The Reserve Bank of India, on Thursday, said it could not adopt a policy of tolerating higher inflation in order to promote growth because such a stance would not yield the desired results.

“While lower real interest rates can stimulate growth and investment, the central bank cannot adopt a policy of higher inflation tolerance as the means to lower real rates because beyond a threshold, the negative impact of inflation on growth outweighs its positive impact,” the RBI said, citing a study.
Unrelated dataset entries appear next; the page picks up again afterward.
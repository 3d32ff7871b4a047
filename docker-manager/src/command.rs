//! Container runtime commands.
//!
//! Commands are built as structured values and executed through
//! [`CommandRunner`], so the health loop can run against a scripted runner
//! instead of a live Docker daemon.

use crate::error::ManagerError;
use async_trait::async_trait;
use std::fmt;
use std::path::Path;

/// A program plus its arguments. Executed directly, never through a shell.
#[derive(Debug, Clone, PartialEq, Eq)]
pub struct ShellCommand {
    program: String,
    args: Vec<String>,
}

impl ShellCommand {
    pub fn new(program: impl Into<String>) -> Self {
        Self {
            program: program.into(),
            args: Vec::new(),
        }
    }

    pub fn arg(mut self, arg: impl Into<String>) -> Self {
        self.args.push(arg.into());
        self
    }

    pub fn args<I, S>(mut self, args: I) -> Self
    where
        I: IntoIterator<Item = S>,
        S: Into<String>,
    {
        self.args.extend(args.into_iter().map(Into::into));
        self
    }

    pub fn program(&self) -> &str {
        &self.program
    }

    pub fn get_args(&self) -> &[String] {
        &self.args
    }

    /// `docker info`; exits non-zero when the daemon is down.
    pub fn docker_info() -> Self {
        Self::new("docker").arg("info")
    }

    /// `<compose> -f FILE up --build -d`.
    ///
    /// `compose` is the compose invocation split into words, e.g.
    /// `["docker-compose"]` or `["docker", "compose"]`.
    pub fn compose_up(compose: &[String], compose_file: &Path) -> Self {
        let (program, leading) = match compose.split_first() {
            Some((program, leading)) => (program.as_str(), leading),
            None => ("docker-compose", &[][..]),
        };

        Self::new(program)
            .args(leading.iter().cloned())
            .arg("-f")
            .arg(compose_file.display().to_string())
            .args(["up", "--build", "-d"])
    }

    /// Names of containers whose status is `exited`, one per line.
    pub fn list_exited_containers() -> Self {
        Self::new("docker").args(["ps", "--filter", "status=exited", "--format", "{{.Names}}"])
    }

    pub fn restart_container(name: &str) -> Self {
        Self::new("docker").args(["restart", name])
    }

    pub fn system_prune() -> Self {
        Self::new("docker").args(["system", "prune", "-f"])
    }
}

impl fmt::Display for ShellCommand {
    fn fmt(&self, f: &mut fmt::Formatter<'_>) -> fmt::Result {
        write!(f, "{}", self.program)?;
        for arg in &self.args {
            write!(f, " {}", arg)?;
        }
        Ok(())
    }
}

/// Captured result of one command.
#[derive(Debug, Clone, Default, PartialEq, Eq)]
pub struct CommandOutput {
    pub stdout: String,
    pub stderr: String,
    pub exit_code: i32,
}

impl CommandOutput {
    pub fn ok(stdout: impl Into<String>) -> Self {
        Self {
            stdout: stdout.into(),
            stderr: String::new(),
            exit_code: 0,
        }
    }

    pub fn failed(exit_code: i32, stderr: impl Into<String>) -> Self {
        Self {
            stdout: String::new(),
            stderr: stderr.into(),
            exit_code,
        }
    }

    pub fn success(&self) -> bool {
        self.exit_code == 0
    }

    /// Stdout on success, `ManagerError::Command` otherwise.
    pub fn into_result(self, command: &ShellCommand) -> Result<String, ManagerError> {
        if self.success() {
            Ok(self.stdout)
        } else {
            Err(ManagerError::Command {
                command: command.to_string(),
                exit_code: self.exit_code,
                stderr: self.stderr.trim().to_string(),
            })
        }
    }
}

#[async_trait]
pub trait CommandRunner: Send + Sync {
    /// Run `command` to completion. Never fails: a command that cannot be
    /// started is reported as exit code 1 with the error in `stderr`.
    async fn run(&self, command: &ShellCommand) -> CommandOutput;
}

/// Runs commands as child processes.
#[derive(Debug, Default, Clone, Copy)]
pub struct SystemCommandRunner;

#[async_trait]
impl CommandRunner for SystemCommandRunner {
    async fn run(&self, command: &ShellCommand) -> CommandOutput {
        tracing::debug!(command = %command, "Running command");

        match tokio::process::Command::new(&command.program)
            .args(&command.args)
            .output()
            .await
        {
            Ok(output) => CommandOutput {
                stdout: String::from_utf8_lossy(&output.stdout).into_owned(),
                stderr: String::from_utf8_lossy(&output.stderr).into_owned(),
                // None means the process was killed by a signal
                exit_code: output.status.code().unwrap_or(-1),
            },
            Err(e) => {
                tracing::error!(command = %command, error = %e, "Error running command");
                CommandOutput::failed(1, e.to_string())
            }
        }
    }
}

#[cfg(test)]
mod tests {
    use super::*;

    #[test]
    fn compose_up_supports_plugin_form() {
        let compose = vec!["docker".to_string(), "compose".to_string()];
        let command = ShellCommand::compose_up(&compose, Path::new("docker-compose.yml"));
        assert_eq!(
            command.to_string(),
            "docker compose -f docker-compose.yml up --build -d"
        );
    }

    #[test]
    fn compose_up_defaults_to_standalone_binary() {
        let command = ShellCommand::compose_up(&[], Path::new("stack.yml"));
        assert_eq!(command.program(), "docker-compose");
        assert_eq!(command.get_args()[..2], ["-f".to_string(), "stack.yml".to_string()]);
    }

    #[test]
    fn exited_listing_passes_format_verbatim() {
        let command = ShellCommand::list_exited_containers();
        assert_eq!(
            command.get_args(),
            ["ps", "--filter", "status=exited", "--format", "{{.Names}}"]
        );
    }

    #[test]
    fn failed_output_carries_command_and_stderr() {
        let command = ShellCommand::restart_container("web");
        let err = CommandOutput::failed(125, "No such container: web\n")
            .into_result(&command)
            .unwrap_err();
        assert_eq!(
            err.to_string(),
            "command `docker restart web` exited with code 125: No such container: web"
        );
    }

    #[tokio::test]
    async fn missing_program_is_reported_as_failure() {
        let output = SystemCommandRunner
            .run(&ShellCommand::new("definitely-not-a-real-binary-4a1f"))
            .await;
        assert_eq!(output.exit_code, 1);
        assert!(!output.stderr.is_empty());
        assert!(!output.success());
    }
}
The study was conducted in the backdrop of criticism that the central bank was following an anti-inflationary monetary policy stance to the detriment of growth.

“...tolerating higher inflation with growth-supportive monetary policy response is unlikely to stimulate growth to the desired extent since the adverse impact of higher inflation on growth would more than offset the favourable impact of growth-supportive monetary policy,” it said.

It further said the adverse growth impact of high inflation was seen to operate primarily through compression of consumption demand, since investment demand is more sensitive to lower real rates than higher inflation.

Empirical evidence

“While this paper finds empirical evidence that lower real interest rates can stimulate growth and investment, it does not recommend a policy of higher inflation tolerance as the means to lower real rates,” it said.

In India, the study added, “the incremental capital output ratio has increased in recent quarters and correspondingly, the implicit marginal productivity of investment has also declined.

As a result, lower levels of real interest rate would have also contributed to the slowdown in growth.”

The real interest rate refers to the difference between the actual interest rate and inflation.